Does additional cone beam computed tomography decrease the risk of inferior alveolar nerve injury in high-risk cases undergoing third molar surgery? Does CBCT decrease the risk of IAN injury?


KORKMAZ Y. T., KAYIPMAZ S., SENEL F. C., ATASOY K. T., GUMRUKCU Z.

INTERNATIONAL JOURNAL OF ORAL AND MAXILLOFACIAL SURGERY, vol.46, no.5, pp.628-635, 2017 (SCI-Expanded) identifier identifier identifier

  • Publication Type: Article / Article
  • Volume: 46 Issue: 5
  • Publication Date: 2017
  • Doi Number: 10.1016/j.ijom.2017.01.001
  • Journal Name: INTERNATIONAL JOURNAL OF ORAL AND MAXILLOFACIAL SURGERY
  • Journal Indexes: Science Citation Index Expanded (SCI-EXPANDED), Scopus
  • Page Numbers: pp.628-635
  • Keywords: cone beam computed tomography, inferior alveolar nerve, third molar, PANORAMIC RADIOGRAPHY, REMOVAL, EXTRACTION, PREDICTION, IMAGES, SPLIT
  • Karadeniz Technical University Affiliated: Yes

Abstract

The objectives of this study were to evaluate the efficacy of additional cone beam computed tomography (CBCT) imaging on decreasing the risk of inferior alveolar nerve (IAN) injury during third molar removal in patients at high risk and to assess the surgical outcomes.

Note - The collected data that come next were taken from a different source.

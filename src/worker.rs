//! One OS thread draining a [`WorkChannel`], tracking its own idleness and
//! honoring a cooperative stop signal.
//!
//! Grounded on the teacher's `ThreadManager` static-thread spawn loop
//! (`thread::Builder::new().name(...).spawn(...)`), generalized from an
//! async `run_static`/`run_dynamic` split to the spec's single synchronous
//! drain loop with an idle estimator instead of a park/unpark pair.

use std::panic::{catch_unwind, AssertUnwindSafe};
use std::sync::atomic::{AtomicI8, Ordering};
use std::sync::{Arc, Condvar, Mutex};
use std::thread::JoinHandle;

use crate::channel::WorkChannel;
use crate::settings::{Settings, ThreadType};

/// One-shot completion token, fulfilled when the worker's thread returns.
#[derive(Clone)]
pub(crate) struct ExitSignal {
    inner: Arc<(Mutex<bool>, Condvar)>,
}

impl ExitSignal {
    fn new() -> Self {
        ExitSignal {
            inner: Arc::new((Mutex::new(false), Condvar::new())),
        }
    }

    fn complete(&self) {
        let (lock, cvar) = &*self.inner;
        let mut done = lock.lock().unwrap();
        *done = true;
        cvar.notify_all();
    }

    /// Waits for completion, bounded by `deadline` if given. Returns `true`
    /// if the signal fired before the deadline.
    pub(crate) fn wait(&self, deadline: Option<std::time::Instant>) -> bool {
        let (lock, cvar) = &*self.inner;
        let mut done = lock.lock().unwrap();
        loop {
            if *done {
                return true;
            }
            match deadline {
                None => done = cvar.wait(done).unwrap(),
                Some(deadline) => {
                    let now = std::time::Instant::now();
                    if now >= deadline {
                        return false;
                    }
                    let (guard, result) = cvar.wait_timeout(done, deadline - now).unwrap();
                    done = guard;
                    if result.timed_out() && !*done {
                        return false;
                    }
                }
            }
        }
    }
}

/// A live worker slot: its thread handle, its stop flag, its idleness
/// estimator and its exit signal. Held by the pool; never resurrected once
/// dead.
pub(crate) struct PoolWorker {
    handle: Option<JoinHandle<()>>,
    stop: Arc<std::sync::atomic::AtomicBool>,
    idle: Arc<AtomicI8>,
    exit_signal: ExitSignal,
}

/// `idle` is a crude EWMA, integer math: floor 0, cap 100, `-1` sentinel
/// for "thread has exited".
const IDLE_DEAD: i8 = -1;
const IDLE_MAX: i8 = 100;
const IDLE_MIN: i8 = 0;

/// Short tag folded into a worker's thread name for its `thread_type`, the
/// way the teacher's thread names fold in a role tag.
fn thread_type_tag(thread_type: ThreadType) -> &'static str {
    match thread_type {
        ThreadType::Foreground => "fg",
        ThreadType::Background => "bg",
    }
}

impl PoolWorker {
    pub(crate) fn spawn(
        worker_id: usize,
        settings: Arc<Settings>,
        channel: Arc<WorkChannel>,
    ) -> Self {
        let stop = Arc::new(std::sync::atomic::AtomicBool::new(false));
        let idle = Arc::new(AtomicI8::new(0));
        let exit_signal = ExitSignal::new();

        let thread_type = settings.thread_type;
        let thread_name = format!(
            "{}_{}_{}",
            settings.name,
            worker_id,
            thread_type_tag(thread_type)
        );

        let stop_in_thread = stop.clone();
        let idle_in_thread = idle.clone();
        let exit_signal_in_thread = exit_signal.clone();
        let handler = settings.exception_handler.clone();

        let handle = std::thread::Builder::new()
            .name(thread_name.clone())
            .spawn(move || {
                tracing::debug!(target: "workpool::worker", thread_name, ?thread_type, "worker starting");
                run_loop(&stop_in_thread, &idle_in_thread, &channel, handler.as_ref());
                idle_in_thread.store(IDLE_DEAD, Ordering::Release);
                exit_signal_in_thread.complete();
                tracing::debug!(target: "workpool::worker", thread_name, ?thread_type, "worker exiting");
            })
            .expect("failed to spawn pool worker thread");

        PoolWorker {
            handle: Some(handle),
            stop,
            idle,
            exit_signal,
        }
    }

    /// Set the cooperative stop flag; the worker observes it at the top of
    /// its next loop iteration.
    pub(crate) fn stop(&self) {
        self.stop.store(true, Ordering::Release);
    }

    /// `-1` once the worker thread has returned; `0..=100` otherwise.
    pub(crate) fn idle(&self) -> i8 {
        self.idle.load(Ordering::Acquire)
    }

    pub(crate) fn is_dead(&self) -> bool {
        self.idle() == IDLE_DEAD
    }

    pub(crate) fn exit_signal(&self) -> ExitSignal {
        self.exit_signal.clone()
    }

    pub(crate) fn join(&mut self) {
        if let Some(handle) = self.handle.take() {
            let _ = handle.join();
        }
    }
}

fn run_loop(
    stop: &std::sync::atomic::AtomicBool,
    idle: &AtomicI8,
    channel: &WorkChannel,
    handler: &(dyn Fn(Box<dyn std::any::Any + Send>) + Send + Sync),
) {
    loop {
        if stop.load(Ordering::Acquire) {
            return;
        }

        match channel.try_read() {
            Some(work) => {
                let previous = idle.load(Ordering::Acquire);
                idle.store((previous - 1).max(IDLE_MIN), Ordering::Release);
                run_one(work, handler);
            }
            None => {
                let previous = idle.load(Ordering::Acquire);
                idle.store((previous + 2).min(IDLE_MAX), Ordering::Release);
                if !channel.wait_for_read() {
                    return;
                }
            }
        }
    }
}

/// Runs a single callable, isolating any panic it raises and handing it to
/// the exception handler. A handler that itself panics is caught silently
/// (logged, not re-raised) so a broken handler can never take a worker
/// thread down.
fn run_one(
    work: crate::channel::Work,
    handler: &(dyn Fn(Box<dyn std::any::Any + Send>) + Send + Sync),
) {
    let result = catch_unwind(AssertUnwindSafe(work));
    if let Err(payload) = result {
        let handler_result = catch_unwind(AssertUnwindSafe(|| handler(payload)));
        if handler_result.is_err() {
            tracing::error!(
                target: "workpool::worker",
                "exception_handler itself panicked; the panic has been swallowed to keep the worker alive"
            );
        }
    }
}

#[cfg(test)]
mod tests {
    use super::*;
    use crate::settings::Settings;
    use std::sync::atomic::AtomicUsize;

    fn test_settings() -> Arc<Settings> {
        Arc::new(Settings::builder().num_threads(1).build().unwrap())
    }

    #[test]
    fn executes_submitted_work_and_decrements_idle() {
        let channel = Arc::new(WorkChannel::new());
        let worker = PoolWorker::spawn(0, test_settings(), channel.clone());

        let ran = Arc::new(AtomicUsize::new(0));
        let ran2 = ran.clone();
        channel.try_write(Box::new(move || {
            ran2.fetch_add(1, Ordering::SeqCst);
        }));

        std::thread::sleep(std::time::Duration::from_millis(50));
        assert_eq!(ran.load(Ordering::SeqCst), 1);

        worker.stop();
        channel.complete();
        let deadline = std::time::Instant::now() + std::time::Duration::from_secs(5);
        assert!(worker.exit_signal().wait(Some(deadline)));
        assert!(worker.is_dead());
    }

    #[test]
    fn exception_does_not_kill_worker() {
        let channel = Arc::new(WorkChannel::new());
        let worker = PoolWorker::spawn(0, test_settings(), channel.clone());

        channel.try_write(Box::new(|| panic!("boom")));

        let ran = Arc::new(AtomicUsize::new(0));
        let ran2 = ran.clone();
        channel.try_write(Box::new(move || {
            ran2.fetch_add(1, Ordering::SeqCst);
        }));

        std::thread::sleep(std::time::Duration::from_millis(50));
        assert_eq!(ran.load(Ordering::SeqCst), 1);
        assert!(!worker.is_dead());

        channel.complete();
        assert!(worker.exit_signal().wait(Some(
            std::time::Instant::now() + std::time::Duration::from_secs(5)
        )));
    }

    #[test]
    fn exits_on_channel_completion_without_stop() {
        let channel = Arc::new(WorkChannel::new());
        let worker = PoolWorker::spawn(0, test_settings(), channel.clone());
        channel.complete();
        assert!(worker.exit_signal().wait(Some(
            std::time::Instant::now() + std::time::Duration::from_secs(5)
        )));
        assert!(worker.is_dead());
    }
}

The study sample included patients considered at high risk for IAN injury based on panoramic radiography (PAN) evaluation. The primary predictor was the type of imaging method (PAN only or with additional CBCT). The other variables were demographic and anatomical/radiographic factors. The primary outcome variable was IAN injury. The secondary outcome variables were the preoperative surgical plan and surgical results including IAN exposure and duration of surgery. The sample comprised 122 patients (139 teeth) aged 18-48 years. Postoperative temporary IAN injury was present in three (4.2%) cases in the CBCT group and 11 (16.4%) in the PAN group at 7 days after surgery. However, none of the patients had a permanent IAN injury at the 6-month follow-up. Additional CBCT imaging was not superior to PAN in reducing IAN injury after third molar surgery during long-term follow-up. Nonetheless, CBCT may decrease the prevalence of temporary IAN injury and improve the surgical outcomes in high-risk patients.